Required work
Starting at the first line and ending at the last, repeat the material word for word.

◆ ◆ ◆ ◆ ◆ ◆ ◆

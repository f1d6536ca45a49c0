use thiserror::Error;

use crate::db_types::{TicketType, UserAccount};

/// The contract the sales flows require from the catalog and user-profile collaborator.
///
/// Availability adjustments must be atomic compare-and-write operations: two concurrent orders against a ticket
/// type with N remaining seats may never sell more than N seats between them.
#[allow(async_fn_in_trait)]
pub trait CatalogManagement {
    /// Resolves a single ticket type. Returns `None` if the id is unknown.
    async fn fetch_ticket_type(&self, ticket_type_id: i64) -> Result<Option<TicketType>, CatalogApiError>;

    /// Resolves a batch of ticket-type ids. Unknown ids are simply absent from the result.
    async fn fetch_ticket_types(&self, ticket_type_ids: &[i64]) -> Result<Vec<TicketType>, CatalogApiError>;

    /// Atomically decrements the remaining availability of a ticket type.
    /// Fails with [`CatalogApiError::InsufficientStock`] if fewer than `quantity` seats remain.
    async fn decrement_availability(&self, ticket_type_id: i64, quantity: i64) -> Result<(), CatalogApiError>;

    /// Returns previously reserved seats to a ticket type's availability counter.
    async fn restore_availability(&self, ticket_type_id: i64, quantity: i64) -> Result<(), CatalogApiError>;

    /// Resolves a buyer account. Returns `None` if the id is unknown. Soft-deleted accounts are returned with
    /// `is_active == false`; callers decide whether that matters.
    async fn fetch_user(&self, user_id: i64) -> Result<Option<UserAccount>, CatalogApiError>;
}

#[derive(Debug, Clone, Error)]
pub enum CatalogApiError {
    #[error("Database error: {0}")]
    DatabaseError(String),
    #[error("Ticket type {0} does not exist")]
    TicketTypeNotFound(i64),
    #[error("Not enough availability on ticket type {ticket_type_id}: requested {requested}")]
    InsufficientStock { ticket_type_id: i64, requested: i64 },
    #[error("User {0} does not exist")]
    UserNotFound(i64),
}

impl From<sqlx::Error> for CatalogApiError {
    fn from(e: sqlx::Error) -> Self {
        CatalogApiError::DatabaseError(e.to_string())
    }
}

◆ ◆ ◆ ◆ ◆ ◆ ◆

Task solution
repository f1d6536ca45a49c0
use thiserror::Error;

use crate::db_types::{TicketType, UserAccount};

/// The contract the sales flows require from the catalog and user-profile collaborator.
///
/// Availability adjustments must be atomic compare-and-write operations: two concurrent orders against a ticket
/// type with N remaining seats may never sell more than N seats between them.
#[allow(async_fn_in_trait)]
pub trait CatalogManagement {
    /// Resolves a single ticket type. Returns `None` if the id is unknown.
    async fn fetch_ticket_type(&self, ticket_type_id: i64) -> Result<Option<TicketType>, CatalogApiError>;

    /// Resolves a batch of ticket-type ids. Unknown ids are simply absent from the result.
    async fn fetch_ticket_types(&self, ticket_type_ids: &[i64]) -> Result<Vec<TicketType>, CatalogApiError>;

    /// Atomically decrements the remaining availability of a ticket type.
    /// Fails with [`CatalogApiError::InsufficientStock`] if fewer than `quantity` seats remain.
    async fn decrement_availability(&self, ticket_type_id: i64, quantity: i64) -> Result<(), CatalogApiError>;

    /// Returns previously reserved seats to a ticket type's availability counter.
    async fn restore_availability(&self, ticket_type_id: i64, quantity: i64) -> Result<(), CatalogApiError>;

    /// Resolves a buyer account. Returns `None` if the id is unknown. Soft-deleted accounts are returned with
    /// `is_active == false`; callers decide whether that matters.
    async fn fetch_user(&self, user_id: i64) -> Result<Option<UserAccount>, CatalogApiError>;
}

#[derive(Debug, Clone, Error)]
pub enum CatalogApiError {
    #[error("Database error: {0}")]
    DatabaseError(String),
    #[error("Ticket type {0} does not exist")]
    TicketTypeNotFound(i64),
    #[error("Not enough availability on ticket type {ticket_type_id}: requested {requested}")]
    InsufficientStock { ticket_type_id: i64, requested: i64 },
    #[error("User {0} does not exist")]
    UserNotFound(i64),
}

impl From<sqlx::Error> for CatalogApiError {
    fn from(e: sqlx::Error) -> Self {
        CatalogApiError::DatabaseError(e.to_string())
    }
}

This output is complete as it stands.